Les articles de recherche de 2007 qui ont trouvé une odeur d’oxygène avant l’oxygénation complète de la Terre ont utilisé des techniques d’analyse en vrac comprenant des évaluations géochimiques d’échantillons en poudre provenant de tout le schiste du Mont McRae. Plutôt que d’effectuer une analyse chimique sur de la poudre, la nouvelle recherche a inspecté des spécimens de la roche en utilisant une série de techniques à haute résolution.

Pour la nouvelle étude, l’équipe de recherche a enregistré des images de la carotte de forage de 2004 sur un scanner optique à plat. Sur la base de ces observations, ils ont ensuite prélevé des échantillons minces pour des analyses supplémentaires. La série d’approches utilisées sur les spécimens physiques, y compris la spectroscopie de fluorescence X basée sur le synchrotron, a permis à l’équipe de mieux comprendre la géologie et la chimie des échantillons, ainsi que la chronologie relative des processus qui ont été identifiés.

Selon le document de recherche : “Nos observations collectives suggèrent que les ensembles de données chimiques en vrac pointant vers une ‘odeur’ d’oxygène se sont développés au cours d’événements post-dépositionnels.”

La nouvelle analyse montre que le schiste du Mont McRae s’est formé à partir de carbone organique et de poussière volcanique. La recherche indique que le molybdène est venu des volcans et s’est ensuite concentré pendant ce qui a été précédemment caractérisé comme l’intervalle de whiff. Au cours d’une série de changements chimiques et physiques qui ont transformé ces sédiments en roche, la fracturation a créé des voies permettant à plusieurs fluides distincts de transporter des signaux d’oxydation des centaines de millions d’années après la formation des roches.

“Nos observations d’abondants tessons de verre pyroclastique et de lits de tuf intercalés, associées à la découverte récente que le verre volcanique est un hôte majeur de l’oxydation de l’eau. [molybdenum]offre une nouvelle explication pour le [molybdenum] dans l’intervalle ‘whiff’ “, indique l’article.

Un regard en arrière pour montrer la voie à suivre

Si le molybdène ne provient pas de l’altération des roches terrestres par l’oxygène et de la concentration dans l’océan, sa présence n’appuie pas la découverte initiale de l’oxygène atmosphérique précoce.
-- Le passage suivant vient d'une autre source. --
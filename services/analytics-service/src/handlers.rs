use axum::{
    extract::{rejection::JsonRejection, Path, State},
    http::StatusCode,
    response::IntoResponse,
    Json,
};
use uuid::Uuid;

use crate::error::{ServiceError, ValidationError};
use crate::models::{CaptureResponse, EventPayload};
use crate::normalize::validate_and_normalize;
use crate::state::AppState;

const CAPTURED_MESSAGE: &str = "Captured analytics";

pub async fn healthz() -> &'static str {
    "welcome"
}

pub async fn readyz(State(state): State<AppState>) -> StatusCode {
    match state.store.ping().await {
        Ok(()) => StatusCode::OK,
        Err(err) => {
            tracing::warn!(error = %err, operation = "ping", "event store not ready");
            StatusCode::SERVICE_UNAVAILABLE
        }
    }
}

pub async fn capture(
    State(state): State<AppState>,
    payload: Result<Json<EventPayload>, JsonRejection>,
) -> impl IntoResponse {
    match capture_event(&state, payload).await {
        Ok(response) => (StatusCode::OK, Json(response)).into_response(),
        Err(err) => err.into_response(),
    }
}

async fn capture_event(
    state: &AppState,
    payload: Result<Json<EventPayload>, JsonRejection>,
) -> Result<CaptureResponse, ServiceError> {
    let Json(payload) = payload.map_err(|rejection| {
        let err = ValidationError::MalformedBody(rejection.body_text());
        tracing::error!(error = %err, operation = "parse", "error parsing request");
        err
    })?;

    let event = validate_and_normalize(payload).map_err(|err| {
        tracing::error!(error = %err, operation = "validate", "error parsing request");
        err
    })?;

    let ack = state.store.persist(&event).await.map_err(|err| {
        tracing::error!(
            error = %err,
            operation = "insert",
            event_id = %event.id,
            "failed to insert analytics"
        );
        err
    })?;

    tracing::debug!(
        event_id = %ack.id,
        installation_id = %ack.installation_id,
        event_type = %event.event_type,
        "captured analytics"
    );

    Ok(CaptureResponse {
        message: CAPTURED_MESSAGE,
        installation_id: ack.installation_id,
    })
}

pub async fn find_event(
    State(state): State<AppState>,
    Path(id): Path<String>,
) -> impl IntoResponse {
    let id = match Uuid::parse_str(&id) {
        Ok(id) => id,
        Err(err) => {
            let err = ValidationError::InvalidEventId(err.to_string());
            tracing::error!(error = %err, operation = "find", "invalid event id");
            return ServiceError::from(err).into_response();
        }
    };

    match state.store.find(id).await {
        Ok(Some(event)) => (StatusCode::OK, Json(event)).into_response(),
        Ok(None) => ServiceError::not_found(format!("event {id} not found")).into_response(),
        Err(err) => {
            tracing::error!(error = %err, operation = "find", event_id = %id, "failed to load event");
            ServiceError::from(err).into_response()
        }
    }
}

#[cfg(test)]
mod tests {
    use std::{
        io,
        sync::{Arc, Mutex},
    };

    use axum::{
        body::Body,
        http::{header, Request},
        Router,
    };
    use serde_json::{json, Value};
    use tower::ServiceExt;
    use tracing_subscriber::EnvFilter;

    use crate::app::build_router;
    use crate::normalize::unix_now;
    use crate::store::memory::MemoryEventStore;

    use super::*;

    fn setup() -> (Arc<MemoryEventStore>, Router) {
        let store = Arc::new(MemoryEventStore::default());
        let app = build_router(AppState::new(store.clone()));
        (store, app)
    }

    fn post_analytics(body: &str) -> Request<Body> {
        Request::builder()
            .method("POST")
            .uri("/analytics")
            .header(header::CONTENT_TYPE, "application/json")
            .body(Body::from(body.to_string()))
            .unwrap()
    }

    fn get(uri: &str) -> Request<Body> {
        Request::builder().uri(uri).body(Body::empty()).unwrap()
    }

    #[derive(Clone, Default)]
    struct LogBuffer(Arc<Mutex<Vec<u8>>>);

    impl LogBuffer {
        fn contents(&self) -> String {
            String::from_utf8_lossy(&self.0.lock().unwrap()).into_owned()
        }
    }

    impl io::Write for LogBuffer {
        fn write(&mut self, buf: &[u8]) -> io::Result<usize> {
            self.0.lock().unwrap().extend_from_slice(buf);
            Ok(buf.len())
        }

        fn flush(&mut self) -> io::Result<()> {
            Ok(())
        }
    }

    /// Routes this thread's events, at the service's default `info` filter,
    /// into a buffer until the guard drops.
    fn capture_logs() -> (LogBuffer, tracing::subscriber::DefaultGuard) {
        let buffer = LogBuffer::default();
        let writer = buffer.clone();
        let subscriber = tracing_subscriber::fmt()
            .with_env_filter(EnvFilter::new("info"))
            .with_ansi(false)
            .with_writer(move || writer.clone())
            .finish();
        (buffer, tracing::subscriber::set_default(subscriber))
    }

    async fn json_body(resp: axum::response::Response) -> Value {
        let body = axum::body::to_bytes(resp.into_body(), 64 * 1024)
            .await
            .unwrap();
        serde_json::from_slice(&body).unwrap()
    }

    #[tokio::test]
    async fn captures_event_and_assigns_installation_id() {
        let (store, app) = setup();
        let before = unix_now();

        let resp = app
            .oneshot(post_analytics(r#"{"eventType":"click","meta":{"x":1}}"#))
            .await
            .unwrap();
        assert_eq!(resp.status(), StatusCode::OK);

        let body = json_body(resp).await;
        assert_eq!(body["message"], "Captured analytics");
        let installation_id = body["InstallationID"].as_str().unwrap();
        assert!(!installation_id.is_empty());

        let events = store.events();
        assert_eq!(events.len(), 1);
        assert_eq!(events[0].installation_id, installation_id);
        assert_eq!(events[0].installation_id, events[0].id.to_string());
        assert_eq!(events[0].meta.as_ref().unwrap()["x"], json!(1));
        assert!(events[0].stored_at >= before && events[0].stored_at <= unix_now());
    }

    #[tokio::test]
    async fn echoes_client_installation_id() {
        let (store, app) = setup();

        let resp = app
            .oneshot(post_analytics(
                r#"{"eventType":"open","installationId":"install-7","createdAt":12}"#,
            ))
            .await
            .unwrap();
        assert_eq!(resp.status(), StatusCode::OK);
        assert_eq!(json_body(resp).await["InstallationID"], "install-7");

        let events = store.events();
        assert_eq!(events[0].installation_id, "install-7");
        assert_eq!(events[0].created_at, Some(12));
        assert_ne!(events[0].stored_at, 12);
    }

    #[tokio::test]
    async fn empty_event_type_is_rejected() {
        let (store, app) = setup();

        let resp = app.oneshot(post_analytics(r#"{"eventType":""}"#)).await.unwrap();
        assert_eq!(resp.status(), StatusCode::BAD_REQUEST);

        let body = json_body(resp).await;
        assert_eq!(body["status"], "Invalid request.");
        assert_eq!(body["error"], "event type cannot be empty");
        assert!(store.events().is_empty());
    }

    #[tokio::test]
    async fn malformed_body_is_rejected() {
        let (store, app) = setup();

        let bodies = [
            r#"{"eventType":"click""#,
            r#"{"eventType":"click","meta":[1]}"#,
            r#"{"eventType":"click","createdAt":"x"}"#,
            r#"{"eventType":5}"#,
        ];
        for body in bodies {
            let resp = app.clone().oneshot(post_analytics(body)).await.unwrap();
            assert_eq!(resp.status(), StatusCode::BAD_REQUEST, "body {body}");
            let body = json_body(resp).await;
            assert_eq!(body["status"], "Invalid request.");
            assert!(body["error"]
                .as_str()
                .unwrap()
                .starts_with("malformed request body"));
        }
        assert!(store.events().is_empty());
    }

    #[tokio::test]
    async fn missing_content_type_is_rejected() {
        let (store, app) = setup();

        let req = Request::builder()
            .method("POST")
            .uri("/analytics")
            .body(Body::from(r#"{"eventType":"click"}"#))
            .unwrap();
        let resp = app.oneshot(req).await.unwrap();
        assert_eq!(resp.status(), StatusCode::BAD_REQUEST);

        let body = json_body(resp).await;
        assert_eq!(body["status"], "Invalid request.");
        assert!(body["error"]
            .as_str()
            .unwrap()
            .starts_with("malformed request body"));
        assert!(store.events().is_empty());
    }

    #[tokio::test]
    async fn logs_each_request_at_info() {
        let (_store, app) = setup();
        let (logs, _guard) = capture_logs();

        let resp = app
            .oneshot(post_analytics(r#"{"eventType":"click"}"#))
            .await
            .unwrap();
        assert_eq!(resp.status(), StatusCode::OK);

        let output = logs.contents();
        let finished: Vec<&str> = output
            .lines()
            .filter(|line| line.contains("finished processing request"))
            .collect();
        assert_eq!(finished.len(), 1, "log output: {output}");
        assert!(finished[0].contains("/analytics"));
        assert!(finished[0].contains("200"));
    }

    #[tokio::test]
    async fn store_failure_is_reported() {
        let (store, app) = setup();
        store.set_available(false);

        let resp = app
            .oneshot(post_analytics(r#"{"eventType":"click"}"#))
            .await
            .unwrap();
        assert_eq!(resp.status(), StatusCode::BAD_REQUEST);

        let body = json_body(resp).await;
        assert_eq!(body["status"], "Invalid request.");
        assert_eq!(body["error"], "store unavailable: connection refused");
        assert!(store.events().is_empty());
    }

    #[tokio::test]
    async fn same_payload_twice_stores_two_documents() {
        let (store, app) = setup();
        let payload = r#"{"eventType":"click","installationId":"install-1"}"#;

        for _ in 0..2 {
            let resp = app.clone().oneshot(post_analytics(payload)).await.unwrap();
            assert_eq!(resp.status(), StatusCode::OK);
        }

        let events = store.events();
        assert_eq!(events.len(), 2);
        assert_ne!(events[0].id, events[1].id);
    }

    #[tokio::test]
    async fn stored_meta_round_trips() {
        let (store, app) = setup();
        let meta = json!({
            "screen": "home",
            "ratio": 0.5,
            "tags": ["a", "b"],
            "nested": {"ok": true, "missing": null}
        });
        let payload = json!({"eventType": "view", "meta": meta}).to_string();

        let resp = app.clone().oneshot(post_analytics(&payload)).await.unwrap();
        assert_eq!(resp.status(), StatusCode::OK);

        let id = store.events()[0].id;
        let resp = app.oneshot(get(&format!("/analytics/{id}"))).await.unwrap();
        assert_eq!(resp.status(), StatusCode::OK);

        let doc = json_body(resp).await;
        assert_eq!(doc["_id"], id.to_string());
        assert_eq!(doc["event_type"], "view");
        assert_eq!(doc["meta"], meta);
        assert!(doc["stored_at"].is_i64());
    }

    #[tokio::test]
    async fn find_reports_missing_and_invalid_ids() {
        let (_store, app) = setup();

        let resp = app
            .clone()
            .oneshot(get(&format!("/analytics/{}", Uuid::new_v4())))
            .await
            .unwrap();
        assert_eq!(resp.status(), StatusCode::NOT_FOUND);
        assert_eq!(json_body(resp).await["status"], "Not found.");

        let (logs, _guard) = capture_logs();
        let resp = app.oneshot(get("/analytics/not-a-uuid")).await.unwrap();
        assert_eq!(resp.status(), StatusCode::BAD_REQUEST);
        let output = logs.contents();
        assert!(output.contains("invalid event id"), "log output: {output}");
        assert!(output.contains("find"));
    }

    #[tokio::test]
    async fn healthz_ignores_store_health() {
        let (store, app) = setup();
        store.set_available(false);

        let resp = app.oneshot(get("/healthz")).await.unwrap();
        assert_eq!(resp.status(), StatusCode::OK);
        let body = axum::body::to_bytes(resp.into_body(), 1024).await.unwrap();
        assert_eq!(&body[..], b"welcome");
    }

    #[tokio::test]
    async fn readyz_tracks_store_health() {
        let (store, app) = setup();

        let resp = app.clone().oneshot(get("/readyz")).await.unwrap();
        assert_eq!(resp.status(), StatusCode::OK);

        store.set_available(false);
        let resp = app.oneshot(get("/readyz")).await.unwrap();
        assert_eq!(resp.status(), StatusCode::SERVICE_UNAVAILABLE);
    }
}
En utilisant une méthodologie totalement différente de celle utilisée dans les premières études qui ont trouvé une odeur d’oxygène, la nouvelle recherche remet également en question la recherche qui a suivi ces études utilisant le même style de techniques en vrac.

“Nos nouvelles données à haute résolution indiquent clairement que le contexte sédimentaire des signaux chimiques doit être soigneusement pris en compte dans toutes les archives anciennes”, a déclaré Johnson.

En plus de fournir une explication alternative pour les proxies d’oxygène qui ont été trouvés dans le Shale du Mont McRae, l’équipe a confirmé que le niveau d’oxygène atmosphérique à l’époque précédant le Grand événement d’oxygénation était très bas, le qualifiant de “négligeable” dans la période approximative de 150 millions d’années avant le changement abrupt.

Les résultats remettent en question l’existence précoce des cyanobactéries et soutiennent d’autres hypothèses selon lesquelles la photosynthèse génératrice d’oxygène n’a évolué que peu de temps avant le Grand événement d’oxygénation.

“Nous nous attendons à ce que nos recherches suscitent l’intérêt à la fois de ceux qui étudient la Terre et de ceux qui regardent au-delà, vers d’autres planètes”, a déclaré Slotznick. “Nous espérons qu’elle stimulera d’autres conversations et réflexions sur la façon dont nous analysons les signatures chimiques dans des roches vieilles de milliards d’années.”

Référence : “Re-examination of 2.5 Ga ‘Whiff’ of Oxygen Interval Points to Anoxic Ocean Before GOE” 5 janvier 2022, Science Advances.
DOI : 10.1126/sciadv.abj7190

Birger Rasmussen, de l’Université d’Australie occidentale et de l’Université chinoise des géosciences, Timothy D. Raub, de l’Université de St Andrews et du Geoheritage Research Institute, Samuel Webb, du SLAC National Accelerator Laboratory, et Jian-Wei Zi, de l’Université chinoise des géosciences, ont tous contribué à cette étude.